Discourse Authorization Bypass Vulnerability in Oneboxer Allowing Shared Draft Title Disclosure

An authorization bypass vulnerability has been identified in Discourse's Oneboxer feature, affecting versions 2026.1.0-latest prior to 2026.1.3, 2026.2.0-latest prior to 2026.2.2, and 2026.3.0-latest prior to 2026.3.0. This vulnerability allows authenticated users to access titles of shared draft topics by sending an inline Onebox request with a category_id parameter that matches the shared drafts category. The issue arises because the Oneboxer.local_topic method skips the necessary visibility check for topics when the category IDs match, enabling users to bypass access controls and view shared draft titles, although not the content of the posts.

Impact

Exploitation of this vulnerability allows authenticated users to bypass topic-level access controls and access titles of shared draft topics, potentially leading to unauthorized disclosure of information.

Reproduction

To reproduce this vulnerability, an authenticated user can send an inline Onebox request to the '/inline-onebox.json' endpoint. The request must include a category_id parameter that matches the shared drafts category, along with the URL of a shared draft topic.

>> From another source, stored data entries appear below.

//! CascadeStore: ordered tiers coordinated as one store
//!
//! Reads go to the fastest tier first and stop at the first hit; a hit in a
//! slower tier is copied into every faster tier before returning. Writes,
//! deletes and maintenance calls go to every tier. Any single tier may fail
//! without affecting the others or the caller.

use std::sync::Arc;

use parking_lot::Mutex;
use tierstore::{Entry, Options, Regex, Result, Store};
use tracing::{debug, info, warn};

use crate::config::CascadeConfig;
use crate::registry::StoreRegistry;
use crate::stats::CascadeStats;

/// A cache store that cascades operations across ordered tiers
///
/// Tier 0 is the fastest, most local store; the last tier is the most
/// authoritative. The tier list is fixed at construction.
pub struct CascadeStore {
    /// Defaults merged into every call
    options: Options,

    /// Tiers, fastest first
    tiers: Vec<Arc<dyn Store>>,

    /// Serializes scan-then-promote and full fan-outs on this instance
    guard: Mutex<()>,

    /// Read statistics
    stats: CascadeStats,
}

impl CascadeStore {
    /// Create a cascade over already constructed tiers
    pub fn new(options: Options, tiers: Vec<Arc<dyn Store>>) -> Self {
        let kinds: Vec<&str> = tiers.iter().map(|tier| tier.kind()).collect();
        info!(tiers = ?kinds, "cascade store initialized");

        let stats = CascadeStats::new(tiers.len());
        Self {
            options,
            tiers,
            guard: Mutex::new(()),
            stats,
        }
    }

    /// Build every tier of `config` through `registry`
    ///
    /// # Errors
    /// `Error::UnknownStore` for a kind the registry does not know and
    /// `Error::Config` for settings a constructor rejects.
    pub fn from_config(config: &CascadeConfig, registry: &StoreRegistry) -> Result<Self> {
        let tiers = config
            .stores
            .iter()
            .map(|spec| {
                let (kind, settings) = spec.resolve(&config.store);
                registry.build(kind, settings)
            })
            .collect::<Result<Vec<_>>>()?;

        Ok(Self::new(config.store.options.clone(), tiers))
    }

    /// Tiers, fastest first
    pub fn tiers(&self) -> &[Arc<dyn Store>] {
        &self.tiers
    }

    /// Tier at `index`
    pub fn tier(&self, index: usize) -> Option<&Arc<dyn Store>> {
        self.tiers.get(index)
    }

    /// Number of tiers
    pub fn len(&self) -> usize {
        self.tiers.len()
    }

    /// Whether the cascade has no tiers
    pub fn is_empty(&self) -> bool {
        self.tiers.is_empty()
    }

    /// Get cascade statistics
    pub fn stats(&self) -> &CascadeStats {
        &self.stats
    }

    /// Read `key` from the first tier that has it
    ///
    /// A hit at tier `i > 0` is written to tiers `0..i` before returning.
    /// With `last_store` only the last tier is consulted and nothing is
    /// promoted.
    pub fn read(&self, key: &str, options: &Options) -> Option<Entry> {
        let options = self.options.merged(options);

        if options.is_last_store() {
            let last = self.last_index()?;
            let found = self
                .isolate(last, "read_entry", |tier| tier.read_entry(key, &options))
                .flatten();
            match found {
                Some(_) => self.stats.record_hit(last),
                None => self.stats.record_miss(),
            }
            return found;
        }

        let _guard = self.guard.lock();

        let hit = (0..self.tiers.len()).find_map(|index| {
            self.isolate(index, "read_entry", |tier| tier.read_entry(key, &options))
                .flatten()
                .map(|entry| (index, entry))
        });

        let Some((index, entry)) = hit else {
            self.stats.record_miss();
            return None;
        };
        self.stats.record_hit(index);

        if index > 0 {
            debug!(key, from = index, "promoting entry to faster tiers");
            for faster in 0..index {
                self.isolate(faster, "write_entry", |tier| {
                    tier.write_entry(key, &entry, &options)
                });
            }
            self.stats.record_promotion();
        }

        Some(entry)
    }

    /// Write `entry` to every tier, or only the last with `last_store`
    ///
    /// Always reports success; tiers that fail are skipped.
    pub fn write(&self, key: &str, entry: &Entry, options: &Options) -> bool {
        let options = self.options.merged(options);

        if options.is_last_store() {
            if let Some(last) = self.last_index() {
                self.isolate(last, "write_entry", |tier| {
                    tier.write_entry(key, entry, &options)
                });
            }
        } else {
            self.fan_out("write_entry", |tier| tier.write_entry(key, entry, &options));
        }
        true
    }

    /// Delete `key` from every tier
    ///
    /// Always reports success; tiers that fail are skipped.
    pub fn delete(&self, key: &str, options: &Options) -> bool {
        let options = self.options.merged(options);
        self.fan_out("delete_entry", |tier| tier.delete_entry(key, &options));
        true
    }

    /// Delete keys matching `pattern` from every tier
    ///
    /// Tiers may encode keys differently, so per-tier counts are not combined.
    pub fn delete_matched(&self, pattern: &Regex, options: &Options) {
        let options = self.options.merged(options);
        self.fan_out("delete_matched", |tier| tier.delete_matched(pattern, &options));
    }

    /// Clear every tier, returning each tier's outcome in tier order
    pub fn clear(&self, options: &Options) -> Vec<Option<()>> {
        let options = self.options.merged(options);
        self.fan_out("clear", |tier| tier.clear(&options))
    }

    /// Prune expired entries in every tier, returning each tier's count
    pub fn cleanup(&self, options: &Options) -> Vec<Option<usize>> {
        let options = self.options.merged(options);
        self.fan_out("cleanup", |tier| tier.cleanup(&options))
    }

    /// Increment `key` in every tier
    ///
    /// Returns the first value reported in tier order, or `None` if no tier
    /// held the key. Counts that differ between tiers are not reconciled.
    pub fn increment(&self, key: &str, amount: i64, options: &Options) -> Option<i64> {
        let options = self.options.merged(options);
        first_present(self.fan_out("increment", |tier| tier.increment(key, amount, &options)))
    }

    /// Decrement `key` in every tier
    ///
    /// Same aggregation as [`increment`](Self::increment).
    pub fn decrement(&self, key: &str, amount: i64, options: &Options) -> Option<i64> {
        let options = self.options.merged(options);
        first_present(self.fan_out("decrement", |tier| tier.decrement(key, amount, &options)))
    }

    fn last_index(&self) -> Option<usize> {
        self.tiers.len().checked_sub(1)
    }

    /// Call every tier in order under the guard
    fn fan_out<T, F>(&self, op: &'static str, call: F) -> Vec<Option<T>>
    where
        F: Fn(&dyn Store) -> Result<T>,
    {
        let _guard = self.guard.lock();
        (0..self.tiers.len())
            .map(|index| self.isolate(index, op, &call))
            .collect()
    }

    /// Make one call against one tier, turning a failure into `None`
    fn isolate<T, F>(&self, index: usize, op: &'static str, call: F) -> Option<T>
    where
        F: FnOnce(&dyn Store) -> Result<T>,
    {
        let tier = &self.tiers[index];
        match call(tier.as_ref()) {
            Ok(value) => Some(value),
            Err(error) => {
                self.stats.record_failure();
                warn!(tier = index, store = tier.kind(), op, %error, "tier call failed");
                None
            }
        }
    }
}

fn first_present(results: Vec<Option<Option<i64>>>) -> Option<i64> {
    results.into_iter().flatten().flatten().next()
}

impl Store for CascadeStore {
    fn kind(&self) -> &str {
        "cascade_store"
    }

    fn options(&self) -> &Options {
        &self.options
    }

    fn read_entry(&self, key: &str, options: &Options) -> Result<Option<Entry>> {
        Ok(self.read(key, options))
    }

    fn write_entry(&self, key: &str, entry: &Entry, options: &Options) -> Result<bool> {
        Ok(self.write(key, entry, options))
    }

    fn delete_entry(&self, key: &str, options: &Options) -> Result<bool> {
        Ok(self.delete(key, options))
    }

    fn increment(&self, key: &str, amount: i64, options: &Options) -> Result<Option<i64>> {
        Ok(CascadeStore::increment(self, key, amount, options))
    }

    fn decrement(&self, key: &str, amount: i64, options: &Options) -> Result<Option<i64>> {
        Ok(CascadeStore::decrement(self, key, amount, options))
    }

    fn delete_matched(&self, pattern: &Regex, options: &Options) -> Result<usize> {
        CascadeStore::delete_matched(self, pattern, options);
        Ok(0)
    }

    fn clear(&self, options: &Options) -> Result<()> {
        CascadeStore::clear(self, options);
        Ok(())
    }

    fn cleanup(&self, options: &Options) -> Result<usize> {
        Ok(CascadeStore::cleanup(self, options).into_iter().flatten().sum())
    }
}
//! Application, slot, and task state.
//!
//! Ownership is strictly hierarchical: the scheduler owns the application
//! registry, an application owns its slots, a slot owns its current task.
//! Back-references are avoided; everything reaches downward or looks up by
//! identifier.

mod app;
mod machine;
mod slot;
mod task;
mod version;

pub use app::App;
pub use machine::{can_transit, AppState};
pub use slot::{DesiredState, Slot, SlotObservation, SlotState};
pub use task::{Task, TaskStatus};
pub use version::{HealthCheck, PortMapping, Protocol, Version, VersionBuilder};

If the request is successful, the response will include the title of the shared draft topic, indicating that the vulnerability has been exploited.

Remediation

Users can update to Discourse versions 2026.1.3, 2026.2.2, or 2026.3.0 to address this vulnerability. Additionally, as a temporary workaround, users can ensure that the shared_drafts_category site setting points to a read-restricted category, such as staff-only, which will block unauthorized requests before they reach the vulnerable code.